Data records

/// GPS/QZS/BDS URA index to standard deviation (m).
pub fn ura_value(sva: i32) -> f64 {
    const URA: [f64; 15] = [
        2.4, 3.4, 4.85, 6.85, 9.65, 13.65, 24.0, 48.0, 96.0, 192.0, 384.0, 768.0, 1536.0, 3072.0,
        6144.0,
    ];
    if (0..15).contains(&sva) {
        URA[sva as usize]
    } else {
        6144.0
    }
}

/// Galileo SISA index to standard deviation (m), NAPA above 125.
pub fn sisa_value(sva: i32) -> f64 {
    match sva {
        0..=49 => 0.01 * sva as f64,
        50..=74 => 0.5 + 0.02 * (sva - 50) as f64,
        75..=99 => 1.0 + 0.04 * (sva - 75) as f64,
        100..=125 => 2.0 + 0.16 * (sva - 100) as f64,
        _ => 500.0,
    }
}

/// Ephemeris variance (m^2) from the accuracy index.
fn var_uraeph(system: Constellation, sva: i32) -> f64 {
    let std = if system == Constellation::Galileo {
        sisa_value(sva)
    } else {
        ura_value(sva)
    };
    std * std
}

/// SSR URA field to variance (m^2).
fn var_urassr(ura: i32) -> f64 {
    let std = if ura <= 0 {
        0.15
    } else if ura >= 63 {
        5.4665
    } else {
        (3f64.powi((ura >> 3) & 7) * (1.0 + (ura & 7) as f64 / 4.0) - 1.0) * 1e-3
    };
    std * std
}

/// System gravitational constant and rotation rate for the Kepler paths.
fn system_constants(system: Constellation) -> (f64, f64) {
    match system {
        Constellation::Galileo => (MU_GAL, OMGE),
        Constellation::BeiDou => (MU_CMP, OMGE),
        _ => (MU_GPS, OMGE),
    }
}

/// Broadcast Keplerian position and clock at `time`.
///
/// BeiDou GEO satellites evaluate in the inertial-like frame and rotate by
/// -5 degrees about X and the elapsed Earth rotation about Z.
pub fn eph2pos(time: Epoch, eph: &Ephemeris) -> Option<([f64; 3], f64, f64)> {
    if eph.a <= 0.0 {
        return None;
    }
    let sv = eph.sv;
    let (mu, omge) = system_constants(sv.constellation);
    let tk = time - eph.toe;

    let a = eph.a + eph.adot * tk;
    let n = (mu / (a * a * a)).sqrt() + eph.deln + 0.5 * eph.ndot * tk;
    let m = eph.m0 + n * tk;

    // Kepler's equation by Newton iteration
    let mut e = m;
    let mut ek = 0.0;
    let mut n_iter = 0;
    while (e - ek).abs() > RTOL_KEPLER && n_iter < MAX_ITER_KEPLER {
        ek = e;
        e -= (e - eph.e * e.sin() - m) / (1.0 - eph.e * e.cos());
        n_iter += 1;
    }
    if n_iter >= MAX_ITER_KEPLER {
        error!("{}: kepler iteration overflow", sv);
    }

    let (sin_e, cos_e) = e.sin_cos();
    let u = (((1.0 - eph.e * eph.e).sqrt() * sin_e).atan2(cos_e - eph.e)) + eph.omg;
    let (sin_2u, cos_2u) = (2.0 * u).sin_cos();

    let u = u + eph.cus * sin_2u + eph.cuc * cos_2u;
    let r = a * (1.0 - eph.e * cos_e) + eph.crs * sin_2u + eph.crc * cos_2u;
    let i = eph.i0 + eph.idot * tk + eph.cis * sin_2u + eph.cic * cos_2u;

    let (sin_u, cos_u) = u.sin_cos();
    let x = r * cos_u;
    let y = r * sin_u;
    let (sin_i, cos_i) = i.sin_cos();

    let pos = if sv.is_beidou_geo() {
        let o = eph.omg0 + eph.omgd * tk - omge * eph.toes;
        let (sin_o, cos_o) = o.sin_cos();
        let xg = x * cos_o - y * cos_i * sin_o;
        let yg = x * sin_o + y * cos_i * cos_o;
        let zg = y * sin_i;
        let (sin_w, cos_w) = (omge * tk).sin_cos();
        const COS_5: f64 = 0.9961946980917456;
        const SIN_5: f64 = -0.0871557427476582;
        [
            xg * cos_w + yg * sin_w * COS_5 + zg * sin_w * SIN_5,
            -xg * sin_w + yg * cos_w * COS_5 + zg * cos_w * SIN_5,
            -yg * SIN_5 + zg * COS_5,
        ]
    } else {
        let o = eph.omg0 + (eph.omgd - omge) * tk - omge * eph.toes;
        let (sin_o, cos_o) = o.sin_cos();
        [
            x * cos_o - y * cos_i * sin_o,
            x * sin_o + y * cos_i * cos_o,
            y * sin_i,
        ]
    };

    // clock with the relativistic correction, group delay excluded
    let tk = time - eph.toc;
    let dts = eph.f0 + eph.f1 * tk + eph.f2 * tk * tk
        - 2.0 * (mu * a).sqrt() * eph.e * sin_e / (CLIGHT * CLIGHT);

    Some((pos, dts, var_uraeph(sv.constellation, eph.sva)))
}

/// Broadcast clock bias at `time`, two fixed-point refinements.
pub fn eph2clk(time: Epoch, eph: &Ephemeris) -> f64 {
    let ts = time - eph.toc;
    let mut t = ts;
    for _ in 0..2 {
        t = ts - (eph.f0 + eph.f1 * t + eph.f2 * t * t);
    }
    eph.f0 + eph.f1 * t + eph.f2 * t * t
}

/// SBAS geostationary position and clock at `time` (polynomial).
pub fn seph2pos(time: Epoch, seph: &SbasEphemeris) -> ([f64; 3], f64, f64) {
    let t = time - seph.t0;
    let mut pos = [0.0; 3];
    for k in 0..3 {
        pos[k] = seph.pos[k] + seph.vel[k] * t + seph.acc[k] * t * t / 2.0;
    }
    let dts = seph.af0 + seph.af1 * t;
    (pos, dts, var_uraeph(Constellation::SBAS, seph.sva))
}

/// SBAS clock bias at `time`.
pub fn seph2clk(time: Epoch, seph: &SbasEphemeris) -> f64 {
    seph.af0 + seph.af1 * (time - seph.t0)
}

/// Broadcast satellite state with velocity by differential of two
/// evaluations 1 ms apart. `iode < 0` accepts any issue of data.
fn ephpos(time: Epoch, teph: Epoch, sv: SV, iode: i32, nav: &Navigation) -> Option<SatState> {
    const TT: f64 = 1e-3;
    let mut state = SatState::default();

    match sv.constellation {
        Constellation::Glonass => {
            let geph = select_glo_ephemeris(teph, sv, iode, nav)?;
            let (pos, _, dts) = geph2pos(time, geph);
            let (pos1, _, dts1) = geph2pos(time + TT, geph);
            state.pos = pos;
            for k in 0..3 {
                state.vel[k] = (pos1[k] - pos[k]) / TT;
            }
            state.dts = dts;
            state.ddts = (dts1 - dts) / TT;
            state.var = ERREPH_GLO * ERREPH_GLO;
            state.svh = geph.svh;
        }
        Constellation::SBAS => {
            let seph = select_sbas_ephemeris(teph, sv, nav)?;
            let (pos, dts, var) = seph2pos(time, seph);
            let (pos1, dts1, _) = seph2pos(time + TT, seph);
            state.pos = pos;
            for k in 0..3 {
                state.vel[k] = (pos1[k] - pos[k]) / TT;
            }
            state.dts = dts;
            state.ddts = (dts1 - dts) / TT;
            state.var = var;
            state.svh = seph.svh;
        }
        _ => {
            let eph = select_ephemeris(teph, sv, iode, nav)?;
            let (pos, dts, var) = eph2pos(time, eph)?;
            let (pos1, dts1, _) = eph2pos(time + TT, eph)?;
            state.pos = pos;
            for k in 0..3 {
                state.vel[k] = (pos1[k] - pos[k]) / TT;
            }
            state.dts = dts;
            state.ddts = (dts1 - dts) / TT;
            state.var = var;
            state.svh = eph.svh;
        }
    }
    Some(state)
}

/// Broadcast state with SSR orbit/clock corrections applied.
fn satpos_ssr(time: Epoch, teph: Epoch, sv: SV, opt: EphOpt, nav: &Navigation) -> Option<SatState> {
    let ssr = nav.ssr_for(sv)?;
    if !ssr.has_orbit_clock() {
        debug!("{}: no ssr orbit and clock", sv);
        return None;
    }
    // inconsistent issue of data between orbit and clock
    if ssr.iod[0] != ssr.iod[1] {
        warn!("{}: ssr iod mismatch {} {}", sv, ssr.iod[0], ssr.iod[1]);
        return None;
    }
    let t_orbit = time - ssr.t0[0];
    let t_clock = time - ssr.t0[1];
    if t_orbit.abs() > MAX_AGE_SSR || t_clock.abs() > MAX_AGE_SSR {
        warn!("{}: ssr age out of range", sv);
        return None;
    }

    // broadcast state matching the SSR issue of data
    let mut state = ephpos(time, teph, sv, ssr.iode, nav)?;

    let mut deph = [0.0; 3];
    for k in 0..3 {
        deph[k] = ssr.deph[k] + ssr.ddeph[k] * t_orbit;
    }
    let mut dclk = ssr.dclk[0] + ssr.dclk[1] * t_clock + ssr.dclk[2] * t_clock * t_clock;
    if ssr.iod[0] == ssr.iod[2] && ssr.t0[2].sec != 0 && (time - ssr.t0[2]).abs() < MAX_AGE_SSR_HRCLK
    {
        dclk += ssr.hrclk;
    }
    if norm3(&deph) > MAX_ECOR_SSR || dclk.abs() > MAX_CCOR_SSR {
        warn!("{}: invalid ssr correction {:?} {}", sv, deph, dclk);
        return None;
    }

    // radial/along/cross from the broadcast state
    let vel_norm = norm3(&state.vel);
    if vel_norm <= 0.0 {
        return None;
    }
    let ea = [
        state.vel[0] / vel_norm,
        state.vel[1] / vel_norm,
        state.vel[2] / vel_norm,
    ];
    let rc = cross3(&state.pos, &state.vel);
    let rc_norm = norm3(&rc);
    if rc_norm <= 0.0 {
        return None;
    }
    let ec = [rc[0] / rc_norm, rc[1] / rc_norm, rc[2] / rc_norm];
    let er = cross3(&ea, &ec);

    for k in 0..3 {
        state.pos[k] -= er[k] * deph[0] + ea[k] * deph[1] + ec[k] * deph[2];
    }
    state.dts += dclk / CLIGHT;
    state.var = var_urassr(ssr.ura);

    // center-of-mass products carry no antenna offset to remove
    if opt == EphOpt::SsrCom {
        debug!("{}: ssr com reference", sv);
    }
    Some(state)
}

/// Satellite position, velocity and clock at `time` (transmission time).
/// `teph` selects the ephemeris record.
pub fn satpos(time: Epoch, teph: Epoch, sv: SV, opt: EphOpt, nav: &Navigation) -> Option<SatState> {
    match opt {
        EphOpt::Broadcast => ephpos(time, teph, sv, -1, nav),
        EphOpt::SsrApc | EphOpt::SsrCom => satpos_ssr(time, teph, sv, opt, nav),
    }
}

/// Satellite clock bias at `time` from the selected ephemeris, without
/// relativity (applied later by the position evaluation).
pub fn satclk(time: Epoch, teph: Epoch, sv: SV, nav: &Navigation) -> Option<f64> {
    match sv.constellation {
        Constellation::Glonass => {
            let geph = select_glo_ephemeris(teph, sv, -1, nav)?;
            Some(geph2clk(time, geph))
        }
        Constellation::SBAS => {
            let seph = select_sbas_ephemeris(teph, sv, nav)?;
            Some(seph2clk(time, seph))
        }
        _ => {
            let eph = select_ephemeris(teph, sv, -1, nav)?;
            Some(eph2clk(time, eph))
        }
    }
}

/// Satellite states at signal transmission time for a batch of
/// observations: transmission time is the receiver time minus the
/// pseudorange flight time, refined with the broadcast clock.
pub fn satposs(
    teph: Epoch,
    obs: &[Observation],
    nav: &Navigation,
    opt: EphOpt,
) -> Vec<Option<SatState>> {
    obs.iter()
        .map(|o| {
            // first available pseudorange
            let pr = (0..NFREQOBS).map(|f| o.range[f]).find(|&p| p != 0.0)?;
            let mut time = o.time + (-pr / CLIGHT);

            let dt = satclk(time, teph, o.sv, nav)?;
            time += -dt;

            satpos(time, teph, o.sv, opt, nav)
        })
        .collect()
}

What the task asks
In the entries above, find the line holding "let mut t = ts;" and the line holding "pub fn seph2clk(time: Epoch, seph: &SbasEphemeris)"; print both of them and every line between, exactly, and nothing else.

Your solution
    let mut t = ts;
    for _ in 0..2 {
        t = ts - (eph.f0 + eph.f1 * t + eph.f2 * t * t);
    }
    eph.f0 + eph.f1 * t + eph.f2 * t * t
}

/// SBAS geostationary position and clock at `time` (polynomial).
pub fn seph2pos(time: Epoch, seph: &SbasEphemeris) -> ([f64; 3], f64, f64) {
    let t = time - seph.t0;
    let mut pos = [0.0; 3];
    for k in 0..3 {
        pos[k] = seph.pos[k] + seph.vel[k] * t + seph.acc[k] * t * t / 2.0;
    }
    let dts = seph.af0 + seph.af1 * t;
    (pos, dts, var_uraeph(Constellation::SBAS, seph.sva))
}

/// SBAS clock bias at `time`.
pub fn seph2clk(time: Epoch, seph: &SbasEphemeris) -> f64 {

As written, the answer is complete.